Escola normal ou especial
Sancionada em 2015, a Lei Brasileira de Inclusão, ou o Estatuto da Pessoa com Deficiência, é uma adaptação da Convenção sobre os Direitos da Pessoa com Deficiência da Organização das Nações Unidas (ONU) que garante o acesso a direitos fundamentais, como saúde, educação, transporte, informação, justiça, etc.
De acordo com o artigo 27, “a educação constitui direito da pessoa com deficiência, assegurados sistema educacional inclusivo em todos os níveis e aprendizado ao longo de toda a vida, de forma a alcançar o máximo desenvolvimento possível de seus talentos e habilidades físicas, sensoriais, intelectuais e sociais, segundo suas características, interesses e necessidades de aprendizagem”.
A psicopedagoga fala que o estatuto é uma vitória. “Desde essa legislação, as crianças são obrigadas a frequentar a escola regular, independente da sua deficiência. O professor, nesse caso, precisa ter sensibilidade e conhecimento para reforçar o que há de bom e ajudar a desenvolver o que ainda não foi construído. Entretanto, é sempre válido ressaltar que a criança só vai conseguir atingir sua potencialidade se esse trabalho for feito de maneira interdisciplinar”.
Todavia, Cléia reitera que, apesar dos avanços, a inclusão ainda não é o ideal. “Há muitas conquistas a serem comemoradas, mas precisamos caminhar mais para chegar no melhor para essas pessoas”.
Quebrando barreiras
O contador Tomás dos Santos tem uma filha de 36 anos com Down. Ele conta que, nos últimos 5 anos, houve uma mudança significativa na forma como os outros enxergam essas pessoas. “Na época, não era comum alfabetizá-los e inclusão escolar nem se cogitava. Mesmo assim, sempre corri atrás. A Bruna nunca fez terapias e nós mesmos fazíamos, em casa, com orientação de uma neuropediatra. Ela sempre frequentou escolas regulares públicas e privadas, mas nunca exigimos alfabetização, nossa preocupação eram com a socialização que, no nosso pensamento da época, achávamos mais importante”.

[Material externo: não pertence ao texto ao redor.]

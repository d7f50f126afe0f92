//! Barometric sensor trait

use crate::bme280::Reading;

/// Trait for combined temperature/pressure sensors
///
/// Implementations own their calibration and bus access.
pub trait BarometricSensor {
    /// Error type for sensor operations
    type Error;

    /// Take one compensated reading
    ///
    /// Takes `&mut self` because a reading requires bus transactions.
    fn read(&mut self) -> Result<Reading, Self::Error>;

    /// Read the current temperature in centi-degrees Celsius
    fn read_temperature(&mut self) -> Result<i32, Self::Error> {
        self.read().map(|r| r.temperature)
    }

    /// Read the current pressure in Pa
    fn read_pressure(&mut self) -> Result<u32, Self::Error> {
        self.read().map(|r| r.pressure)
    }
}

A filha de Tomás, Bruna Santos, auxiliar de RH, conta que estudou em três escolas diferentes, sendo que uma era para alunos com deficiência. “Nas duas escolas regulares, eu era a única que tinha síndrome de Down. Gostava de todos os meus amigos e sempre conversava com as professoras, que era minhas amigas também. Mas não fiz amizades duradouras, tenho apenas uma colega no Facebook”.
O pai relata que ela demorou para ser alfabetizar, lia e escrevia, mas era limitada. “Com aproximadamente 19 anos, Bruna começou a se interessar pela leitura e escrita, então a colocamos em um curso de alfabetização de adultos. Porém, no currículo oficial tem apenas até a 5ª série”. Atualmente, Bruna é muito ativa, trabalha desde os 21, faz aulas de teatro, dança e está aprendendo a tocar violão.

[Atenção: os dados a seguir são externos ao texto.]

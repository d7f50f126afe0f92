//! Pressure/temperature sensor configuration

#[cfg(feature = "serde")]
use serde::{Deserialize, Serialize};

/// Warm-up cycles run by sensor initialization
pub const DEFAULT_WARMUP_CYCLES: u8 = 10;

/// Oversampling setting for one measurement channel
#[derive(Debug, Clone, Copy, PartialEq, Eq, Default)]
#[cfg_attr(feature = "defmt", derive(defmt::Format))]
#[cfg_attr(feature = "serde", derive(Serialize, Deserialize))]
pub enum Oversampling {
    /// Channel disabled; the raw register reads 0x80000
    Skipped,
    #[default]
    X1,
    X2,
    X4,
    X8,
    X16,
}

impl Oversampling {
    /// Three-bit register field value
    pub const fn bits(self) -> u8 {
        match self {
            Oversampling::Skipped => 0b000,
            Oversampling::X1 => 0b001,
            Oversampling::X2 => 0b010,
            Oversampling::X4 => 0b011,
            Oversampling::X8 => 0b100,
            Oversampling::X16 => 0b101,
        }
    }
}

/// Sensor power mode
#[derive(Debug, Clone, Copy, PartialEq, Eq, Default)]
#[cfg_attr(feature = "defmt", derive(defmt::Format))]
#[cfg_attr(feature = "serde", derive(Serialize, Deserialize))]
pub enum SensorMode {
    Sleep,
    /// One conversion, then back to sleep
    #[default]
    Forced,
    Normal,
}

impl SensorMode {
    /// Two-bit register field value
    pub const fn bits(self) -> u8 {
        match self {
            SensorMode::Sleep => 0b00,
            SensorMode::Forced => 0b01,
            SensorMode::Normal => 0b11,
        }
    }
}

/// Measurement control register contents
#[derive(Debug, Clone, Copy, PartialEq, Eq, Default)]
#[cfg_attr(feature = "defmt", derive(defmt::Format))]
#[cfg_attr(feature = "serde", derive(Serialize, Deserialize))]
pub struct MeasurementControl {
    pub temperature_oversampling: Oversampling,
    pub pressure_oversampling: Oversampling,
    pub mode: SensorMode,
}

impl MeasurementControl {
    /// Packed register value: `osrs_t[7:5] | osrs_p[4:2] | mode[1:0]`
    pub const fn register_value(&self) -> u8 {
        (self.temperature_oversampling.bits() << 5)
            | (self.pressure_oversampling.bits() << 2)
            | self.mode.bits()
    }
}

/// Sensor driver configuration
#[derive(Debug, Clone, Copy, PartialEq, Eq)]
#[cfg_attr(feature = "defmt", derive(defmt::Format))]
#[cfg_attr(feature = "serde", derive(Serialize, Deserialize))]
pub struct SensorConfig {
    /// Value written to trigger each measurement
    pub control: MeasurementControl,
    /// Smoothing cycles run by initialization
    pub warmup_cycles: u8,
}

impl Default for SensorConfig {
    fn default() -> Self {
        Self {
            control: MeasurementControl::default(),
            warmup_cycles: DEFAULT_WARMUP_CYCLES,
        }
    }
}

A auxiliar de RH fala que sempre conseguiu deixar marcas por onde trabalhou. “Já atuei, por exemplo, no Mc Donalds, todos me tratavam bem e fiz algumas amizades. Para quem é adolescente e tem a síndrome, deixo um recado: nunca desista do seu sonho”.

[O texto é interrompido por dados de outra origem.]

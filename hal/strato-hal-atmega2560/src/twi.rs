//! Two-wire serial interface (TWBR/TWCR/TWSR/TWDR)

use avr_device::atmega2560::TWI;
use strato_hal::twi::{control, BitRate, TwiCommand, TwiController};

/// Two-wire controller register block
pub struct Twi {
    twi: TWI,
}

impl Twi {
    pub fn new(twi: TWI) -> Self {
        Self { twi }
    }

    /// Give back the peripheral
    pub fn release(self) -> TWI {
        self.twi
    }
}

impl TwiController for Twi {
    fn configure(&mut self, bit_rate: BitRate) {
        // Only TWPS1:0 are writable in TWSR
        self.twi
            .twsr
            .write(|w| unsafe { w.bits(bit_rate.prescaler.bits()) });
        self.twi.twbr.write(|w| unsafe { w.bits(bit_rate.divisor) });
    }

    fn enable(&mut self) {
        self.twi.twcr.write(|w| unsafe { w.bits(control::ENABLE) });
    }

    fn issue(&mut self, command: TwiCommand) {
        self.twi
            .twcr
            .write(|w| unsafe { w.bits(command.control_bits()) });
    }

    fn is_complete(&self) -> bool {
        self.twi.twcr.read().bits() & control::INT != 0
    }

    fn stop_pending(&self) -> bool {
        self.twi.twcr.read().bits() & control::STOP != 0
    }

    fn load_data(&mut self, byte: u8) {
        self.twi.twdr.write(|w| unsafe { w.bits(byte) });
    }

    fn data(&self) -> u8 {
        self.twi.twdr.read().bits()
    }

    fn raw_status(&self) -> u8 {
        self.twi.twsr.read().bits()
    }
}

Para finalizar, Tómas, que também é um ativista da causa, diz que, apesar de todo o progresso da sociedade e das leis, de nada adianta se os pais não mudarem a postura paternalista e superprotetora com os filhos. “Não existe nível ou grau na síndrome de Down, a diferença no desenvolvimento de cada um é resultado do meio após o nascimento e o mais próximo é a família”.